Neyzen hakkında düşüncelerini dile getiren, döneminin kıymetli
sîmalarından birkaç örnek aktarmak istiyoruz:

‘’Bence ney, mey ve Neyzen’den bir varlık hâlinde Neyzen Tevfîk oluşmuştur’’.
(DR. Rahmi Duman)
‘’Neyzen hâke düşmüş bir cevherdir’’. (Ahmet Râsim)
‘’Bizim Neyzen Tevfîk, târihin ve efsânelerin şahsiyet ve hüviyet verdiği
Diyojen’in yirminci asırdaki ağabeyidir’’. (Refik Ahmet Sevengil)
‘’Her bilgine eskiden ‘’mevlânâ’’ denirdi. Fakat adı anılmadan, ‘’Mevlânâ’’

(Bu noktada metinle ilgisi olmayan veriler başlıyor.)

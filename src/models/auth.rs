//! Authentication-related models

use serde::{Deserialize, Serialize};
use validator::Validate;

use super::user::{Role, UserResponse};

/// Registration request
#[derive(Debug, Clone, Deserialize, Validate)]
pub struct RegisterRequest {
    #[validate(length(min = 1, max = 64, message = "Username must be 1-64 characters"))]
    pub username: String,
    #[validate(email(message = "Email address is invalid"))]
    pub email: String,
    pub password: String,
}

impl RegisterRequest {
    /// Trim the username and canonicalize the email before validation
    pub fn normalized(self) -> Self {
        Self {
            username: self.username.trim().to_string(),
            email: normalize_email(&self.email),
            password: self.password,
        }
    }
}

/// Login request
#[derive(Debug, Clone, Deserialize)]
pub struct LoginRequest {
    pub email: String,
    pub password: String,
}

/// Token refresh request (the refresh cookie is used when no body is sent)
#[derive(Debug, Deserialize)]
pub struct RefreshTokenRequest {
    pub refresh_token: String,
}

/// Registration response
#[derive(Debug, Serialize, Deserialize)]
pub struct RegisterResponse {
    pub user: UserResponse,
    pub access_token: String,
    pub refresh_token: String,
    pub expires_in: u64,
}

/// Token refresh response
#[derive(Debug, Serialize, Deserialize)]
pub struct RefreshResponse {
    pub access_token: String,
    pub expires_in: u64,
    pub user: UserResponse,
}

/// Identity seen by the optional-auth endpoint
#[derive(Debug, Serialize, Deserialize)]
pub struct MeResponse {
    pub authenticated: bool,
    #[serde(skip_serializing_if = "Option::is_none")]
    pub user_id: Option<i64>,
    #[serde(skip_serializing_if = "Option::is_none")]
    pub role: Option<Role>,
}

pub fn normalize_email(email: &str) -> String {
    email.trim().to_lowercase()
}

#[cfg(test)]
mod tests {
    use super::*;

    #[test]
    fn test_register_request_normalization() {
        let req = RegisterRequest {
            username: "  alice ".to_string(),
            email: " Alice@Example.COM ".to_string(),
            password: "pw123".to_string(),
        }
        .normalized();

        assert_eq!(req.username, "alice");
        assert_eq!(req.email, "alice@example.com");
        assert!(req.validate().is_ok());
    }

    #[test]
    fn test_register_request_validation() {
        let blank_name = RegisterRequest {
            username: "   ".to_string(),
            email: "a@x.com".to_string(),
            password: "pw123".to_string(),
        }
        .normalized();
        assert!(blank_name.validate().is_err());

        let bad_email = RegisterRequest {
            username: "alice".to_string(),
            email: "not-an-email".to_string(),
            password: "pw123".to_string(),
        };
        assert!(bad_email.validate().is_err());
    }
}
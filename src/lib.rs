//! CMS 认证与会话核心
//! 令牌签发/校验、注册登录刷新、身份传递中间件与资源归属策略

pub mod auth;
pub mod config;
pub mod db;
pub mod error;
pub mod handlers;
pub mod middleware;
pub mod models;
pub mod repository;
pub mod routes;
pub mod services;
pub mod telemetry;
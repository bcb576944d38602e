//! JWT 认证中间件
//!
//! Token lookup order: `Authorization: Bearer` header, then the `access_token` cookie.
//! The verified identity is attached as a typed request extension and read by
//! handlers through the [`Identity`] / [`MaybeIdentity`] extractors.

use crate::{
    auth::{
        cookie::{extract_cookie, ACCESS_TOKEN_COOKIE},
        jwt::{Claims, JwtService, TokenClass},
        policy,
    },
    error::AppError,
    models::user::Role,
};
use axum::{
    extract::{FromRequestParts, Request, State},
    http::{header, request::Parts, HeaderMap},
    middleware::Next,
    response::Response,
};
use std::convert::Infallible;
use std::sync::Arc;

/// 认证身份（附加到请求扩展）
#[derive(Debug, Clone, Copy, PartialEq, Eq)]
pub struct Identity {
    pub user_id: i64,
    pub role: Role,
}

impl From<Claims> for Identity {
    fn from(claims: Claims) -> Self {
        Self {
            user_id: claims.user_id,
            role: claims.role,
        }
    }
}

impl Identity {
    pub fn can_access(&self, resource_owner_id: i64) -> bool {
        policy::can_access(self.user_id, self.role, resource_owner_id)
    }

    pub fn ensure_can_access(&self, resource_owner_id: i64) -> Result<(), AppError> {
        policy::ensure_can_access(self.user_id, self.role, resource_owner_id)
    }
}

/// Identity for routes where authentication is optional
#[derive(Debug, Clone, Copy, Default, PartialEq, Eq)]
pub struct MaybeIdentity(pub Option<Identity>);

// 实现 FromRequestParts 以便在 handler 中直接提取 Identity
impl<S> FromRequestParts<S> for Identity
where
    S: Send + Sync,
{
    type Rejection = AppError;

    async fn from_request_parts(parts: &mut Parts, _state: &S) -> Result<Self, Self::Rejection> {
        parts
            .extensions
            .get::<Identity>()
            .copied()
            .ok_or(AppError::Unauthorized)
    }
}

impl<S> FromRequestParts<S> for MaybeIdentity
where
    S: Send + Sync,
{
    type Rejection = Infallible;

    async fn from_request_parts(parts: &mut Parts, _state: &S) -> Result<Self, Self::Rejection> {
        Ok(MaybeIdentity(parts.extensions.get::<Identity>().copied()))
    }
}

/// Whether a route accepts anonymous requests
#[derive(Debug, Clone, Copy, PartialEq, Eq)]
pub enum AuthMode {
    Optional,
    Required,
}

/// 提取令牌：Authorization 头优先，Cookie 兜底
pub fn extract_token(headers: &HeaderMap) -> Option<String> {
    let bearer = headers
        .get(header::AUTHORIZATION)
        .and_then(|v| v.to_str().ok())
        .and_then(|s| s.strip_prefix("Bearer "))
        .map(str::trim)
        .filter(|token| !token.is_empty());

    match bearer {
        Some(token) => Some(token.to_string()),
        None => extract_cookie(headers, ACCESS_TOKEN_COOKIE).filter(|token| !token.is_empty()),
    }
}

/// Resolve the request identity.
///
/// A missing token is only an error in `Required` mode; a token that is
/// present but fails verification is rejected in both modes.
pub fn authenticate(
    jwt_service: &JwtService,
    headers: &HeaderMap,
    mode: AuthMode,
) -> Result<Option<Identity>, AppError> {
    let Some(token) = extract_token(headers) else {
        return match mode {
            AuthMode::Required => Err(AppError::Unauthorized),
            AuthMode::Optional => Ok(None),
        };
    };

    let claims = jwt_service.verify(&token, TokenClass::Access)?;

    Ok(Some(Identity::from(claims)))
}

/// JWT 认证中间件 - 必须认证
pub async fn jwt_auth_middleware(
    State(jwt_service): State<Arc<JwtService>>,
    mut req: Request,
    next: Next,
) -> Result<Response, AppError> {
    if let Some(identity) = authenticate(&jwt_service, req.headers(), AuthMode::Required)? {
        req.extensions_mut().insert(identity);
    }

    Ok(next.run(req).await)
}

/// 可选认证 - 无令牌按匿名处理，令牌无效则拒绝
pub async fn optional_auth_middleware(
    State(jwt_service): State<Arc<JwtService>>,
    mut req: Request,
    next: Next,
) -> Result<Response, AppError> {
    if let Some(identity) = authenticate(&jwt_service, req.headers(), AuthMode::Optional)? {
        req.extensions_mut().insert(identity);
    }

    Ok(next.run(req).await)
}

#[cfg(test)]
mod tests {
    use super::*;
    use axum::http::HeaderValue;

    fn jwt_service() -> JwtService {
        JwtService::new(
            b"test_access_secret_32_characters_long!",
            b"test_refresh_secret_32_characters_long",
            900,
            604800,
        )
        .unwrap()
    }

    fn bearer(token: &str) -> HeaderMap {
        let mut headers = HeaderMap::new();
        headers.insert(
            header::AUTHORIZATION,
            HeaderValue::from_str(&format!("Bearer {}", token)).unwrap(),
        );
        headers
    }

    #[test]
    fn test_extract_token_from_header() {
        let headers = bearer("test_token_123");
        assert_eq!(extract_token(&headers), Some("test_token_123".to_string()));
    }

    #[test]
    fn test_extract_token_cookie_fallback() {
        let mut headers = HeaderMap::new();
        headers.insert(header::AUTHORIZATION, "Basic dXNlcjpwdw==".parse().unwrap());
        headers.insert(header::COOKIE, "access_token=from_cookie".parse().unwrap());

        assert_eq!(extract_token(&headers), Some("from_cookie".to_string()));
    }

    #[test]
    fn test_extract_token_header_wins_over_cookie() {
        let mut headers = bearer("from_header");
        headers.insert(header::COOKIE, "access_token=from_cookie".parse().unwrap());

        assert_eq!(extract_token(&headers), Some("from_header".to_string()));
    }

    #[test]
    fn test_extract_token_missing() {
        assert_eq!(extract_token(&HeaderMap::new()), None);

        let mut headers = HeaderMap::new();
        headers.insert(header::AUTHORIZATION, "Bearer ".parse().unwrap());
        assert_eq!(extract_token(&headers), None);
    }

    #[test]
    fn test_authenticate_optional_without_token() {
        let service = jwt_service();
        let identity = authenticate(&service, &HeaderMap::new(), AuthMode::Optional).unwrap();
        assert_eq!(identity, None);
    }

    #[test]
    fn test_authenticate_required_without_token() {
        let service = jwt_service();
        let result = authenticate(&service, &HeaderMap::new(), AuthMode::Required);
        assert!(matches!(result, Err(AppError::Unauthorized)));
    }

    #[test]
    fn test_authenticate_rejects_garbage_token_in_both_modes() {
        let service = jwt_service();
        let headers = bearer("garbage");

        assert!(matches!(
            authenticate(&service, &headers, AuthMode::Optional),
            Err(AppError::Unauthorized)
        ));
        assert!(matches!(
            authenticate(&service, &headers, AuthMode::Required),
            Err(AppError::Unauthorized)
        ));
    }

    #[test]
    fn test_authenticate_rejects_refresh_token() {
        let service = jwt_service();
        let refresh = service.issue(3, Role::Standard, TokenClass::Refresh).unwrap();

        let result = authenticate(&service, &bearer(&refresh), AuthMode::Required);
        assert!(matches!(result, Err(AppError::Unauthorized)));
    }

    #[test]
    fn test_authenticate_valid_access_token() {
        let service = jwt_service();
        let access = service.issue(3, Role::Admin, TokenClass::Access).unwrap();

        let identity = authenticate(&service, &bearer(&access), AuthMode::Required)
            .unwrap()
            .unwrap();
        assert_eq!(identity, Identity { user_id: 3, role: Role::Admin });
        assert!(identity.can_access(99));
    }

    #[test]
    fn test_identity_ownership_checks() {
        let owner = Identity { user_id: 5, role: Role::Standard };
        assert!(owner.ensure_can_access(5).is_ok());
        assert!(matches!(owner.ensure_can_access(99), Err(AppError::Forbidden)));

        let admin = Identity { user_id: 5, role: Role::Admin };
        assert!(admin.ensure_can_access(99).is_ok());
    }
}
//! 配置系统
//! 从环境变量加载所有配置，使用 Secret 包装敏感信息

use config::{Config, ConfigError, Environment};
use secrecy::{ExposeSecret, Secret};
use std::ops::RangeInclusive;
use serde::Deserialize;

#[derive(Debug, Clone, Deserialize)]
pub struct ServerConfig {
    /// 监听地址，例如 "0.0.0.0:3000"
    pub addr: String,
    /// 优雅关闭超时时间（秒）
    pub graceful_shutdown_timeout_secs: u64,
}

#[derive(Debug, Clone, Deserialize)]
pub struct DatabaseConfig {
    /// 数据库连接 URL（使用 Secret 包装，防止日志泄露）
    pub url: Secret<String>,
    /// 最大连接数
    pub max_connections: u32,
    /// 最小连接数
    pub min_connections: u32,
    /// 获取连接超时时间（秒）
    pub acquire_timeout_secs: u64,
    /// 空闲连接超时时间（秒）
    pub idle_timeout_secs: u64,
    /// 连接最大生命周期（秒）
    pub max_lifetime_secs: u64,
}

#[derive(Debug, Clone, Deserialize)]
pub struct LoggingConfig {
    /// 日志级别: trace, debug, info, warn, error
    pub level: String,
    /// 日志格式: json, pretty
    pub format: String,
}

#[derive(Debug, Clone, Deserialize)]
pub struct SecurityConfig {
    /// 访问令牌签名密钥
    pub access_token_secret: Secret<String>,
    /// 刷新令牌签名密钥，必须与访问令牌密钥不同
    pub refresh_token_secret: Secret<String>,
    /// 访问令牌过期时间（秒）
    pub access_token_exp_secs: u64,
    /// 刷新令牌过期时间（秒）
    pub refresh_token_exp_secs: u64,
    /// 密码最小长度
    pub password_min_length: usize,
    /// 令牌 Cookie 是否带 Secure 标记（仅 HTTPS 部署时开启）
    pub cookie_secure: bool,
}

#[derive(Debug, Clone, Deserialize)]
pub struct AppConfig {
    pub server: ServerConfig,
    pub database: DatabaseConfig,
    pub logging: LoggingConfig,
    pub security: SecurityConfig,
}

/// 访问令牌有效期范围（秒）：1 分钟到 24 小时
pub const ACCESS_TOKEN_TTL_SECS: RangeInclusive<u64> = 60..=86400;
/// 刷新令牌有效期范围（秒）：1 小时到 30 天
pub const REFRESH_TOKEN_TTL_SECS: RangeInclusive<u64> = 3600..=2592000;

/// 开发用默认密钥，生产环境必须通过环境变量覆盖
const DEV_ACCESS_TOKEN_SECRET: &str = "change-this-access-secret-in-production-32+";
const DEV_REFRESH_TOKEN_SECRET: &str = "change-this-refresh-secret-in-production-32+";

impl SecurityConfig {
    /// 是否仍在使用内置的开发密钥
    pub fn uses_dev_secrets(&self) -> bool {
        self.access_token_secret.expose_secret() == DEV_ACCESS_TOKEN_SECRET
            || self.refresh_token_secret.expose_secret() == DEV_REFRESH_TOKEN_SECRET
    }
}

impl AppConfig {
    /// 从环境变量加载配置
    pub fn from_env() -> Result<Self, ConfigError> {
        let mut settings = Config::builder();

        // 添加默认配置
        settings = settings
            .set_default("server.addr", "0.0.0.0:3000")?
            .set_default("server.graceful_shutdown_timeout_secs", 30)?
            .set_default("database.url", "sqlite://cms.db?mode=rwc")?
            .set_default("database.max_connections", 10)?
            .set_default("database.min_connections", 1)?
            .set_default("database.acquire_timeout_secs", 30)?
            .set_default("database.idle_timeout_secs", 600)?
            .set_default("database.max_lifetime_secs", 1800)?
            .set_default("logging.level", "info")?
            .set_default("logging.format", "json")?
            .set_default("security.access_token_secret", DEV_ACCESS_TOKEN_SECRET)?
            .set_default("security.refresh_token_secret", DEV_REFRESH_TOKEN_SECRET)?
            .set_default("security.access_token_exp_secs", 900)?
            .set_default("security.refresh_token_exp_secs", 604800)?
            .set_default("security.password_min_length", 6)?
            .set_default("security.cookie_secure", false)?;

        // 从环境变量加载配置（前缀为 CMS_）
        settings = settings.add_source(
            Environment::with_prefix("CMS")
                .prefix_separator("_")
                .separator("__")
                .try_parsing(true),
        );

        let config: AppConfig = settings.build()?.try_deserialize()?;

        // 验证配置
        config.validate()?;

        Ok(config)
    }

    /// 验证配置合法性
    pub fn validate(&self) -> Result<(), ConfigError> {
        // 验证端口范围
        if let Some(port_str) = self.server.addr.split(':').next_back() {
            if let Ok(port) = port_str.parse::<u16>() {
                if port != 0 && port < 1024 {
                    return Err(ConfigError::Message("Server port should be >= 1024".to_string()));
                }
            }
        }

        // 验证日志级别
        match self.logging.level.to_lowercase().as_str() {
            "trace" | "debug" | "info" | "warn" | "error" => {}
            _ => {
                return Err(ConfigError::Message(format!(
                    "Invalid log level: {}. Must be one of: trace, debug, info, warn, error",
                    self.logging.level
                )))
            }
        }

        // 验证日志格式
        match self.logging.format.to_lowercase().as_str() {
            "json" | "pretty" => {}
            _ => {
                return Err(ConfigError::Message(format!(
                    "Invalid log format: {}. Must be one of: json, pretty",
                    self.logging.format
                )))
            }
        }

        // 验证数据库连接池配置
        if self.database.max_connections < self.database.min_connections {
            return Err(ConfigError::Message(
                "max_connections must be >= min_connections".to_string(),
            ));
        }

        // 验证签名密钥：长度至少 32 字符，两类令牌密钥必须不同
        let access_secret = self.security.access_token_secret.expose_secret();
        let refresh_secret = self.security.refresh_token_secret.expose_secret();
        if access_secret.len() < 32 || refresh_secret.len() < 32 {
            return Err(ConfigError::Message(
                "Token secrets must be at least 32 characters long".to_string(),
            ));
        }
        if access_secret == refresh_secret {
            return Err(ConfigError::Message(
                "access_token_secret and refresh_token_secret must differ".to_string(),
            ));
        }

        // 验证令牌过期时间
        if !ACCESS_TOKEN_TTL_SECS.contains(&self.security.access_token_exp_secs) {
            return Err(ConfigError::Message(
                "access_token_exp_secs must be between 60 and 86400 (1 minute to 24 hours)"
                    .to_string(),
            ));
        }

        if !REFRESH_TOKEN_TTL_SECS.contains(&self.security.refresh_token_exp_secs) {
            return Err(ConfigError::Message(
                "refresh_token_exp_secs must be between 3600 and 2592000 (1 hour to 30 days)"
                    .to_string(),
            ));
        }

        if self.security.refresh_token_exp_secs <= self.security.access_token_exp_secs {
            return Err(ConfigError::Message(
                "refresh_token_exp_secs must be longer than access_token_exp_secs".to_string(),
            ));
        }

        // 验证密码策略
        if self.security.password_min_length < 4 || self.security.password_min_length > 128 {
            return Err(ConfigError::Message(
                "password_min_length must be between 4 and 128".to_string(),
            ));
        }

        Ok(())
    }
}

dendi mi, hatıra ancak, insanlık babalarından biri, Belh’te dünyayâ gelen,
Konya’da gönüllere gömülen ebedî Mevlânâ gelir. Tıpkı onun gibi adı
anılmadan ‘’Neyzen’’ dendi mi de hatıra Tevfîk geliyor. Onun neyini,
bestelerini incelemek, müzikteki kudretini belirtmek, benim haddim değil; bu işi
bilmem ben. Yalnız bildiğim bir şey varsa Neyzen’in Batı müziğini
beğenmediği, halk havalarından arada bir hoşlandığı, Doğu müziğini ise
‘’Mûsıkî nâmına zillet’’ saydığıdır. Ben Neyzen’in şiirine, şiirinden ziyâde de
düşencesine, cesâretine, kâinatı kucaklayan sevgisine, halktan ayrılmayan
varlığına hayranım. Medresenin dar, tekkenin mistik tefekkürüne, parlak ve ileri
bir şuurla dâima isyân etmişti. Hattâ yaşadığı çağda, onun isyân sesinden daha
gür bir ses duyulmamıştır desem sanırım ki ileri gitmiş olmam. O, bu anlayışı,
yalnız düşünerek, gözlerini kapayıp içine dalarak, güzele, güzelliğe vurulup
‘’Sanat, sanat içindir!’’ hükmüne inanarak kazanamazdı. Neyzen, yeryüzünün
insanıydı, gözü açıktı, olayların içindeydi, yurdu, dünyâyı görüyordu, iyiyi,
kötüyü, anlıyordu ve dâima ileri fikrin, hür düşüncenin, insan görüşünün,
sınırsız gerçeğin yanında yer alıyordu. O, her gün biraz daha olmadaydı.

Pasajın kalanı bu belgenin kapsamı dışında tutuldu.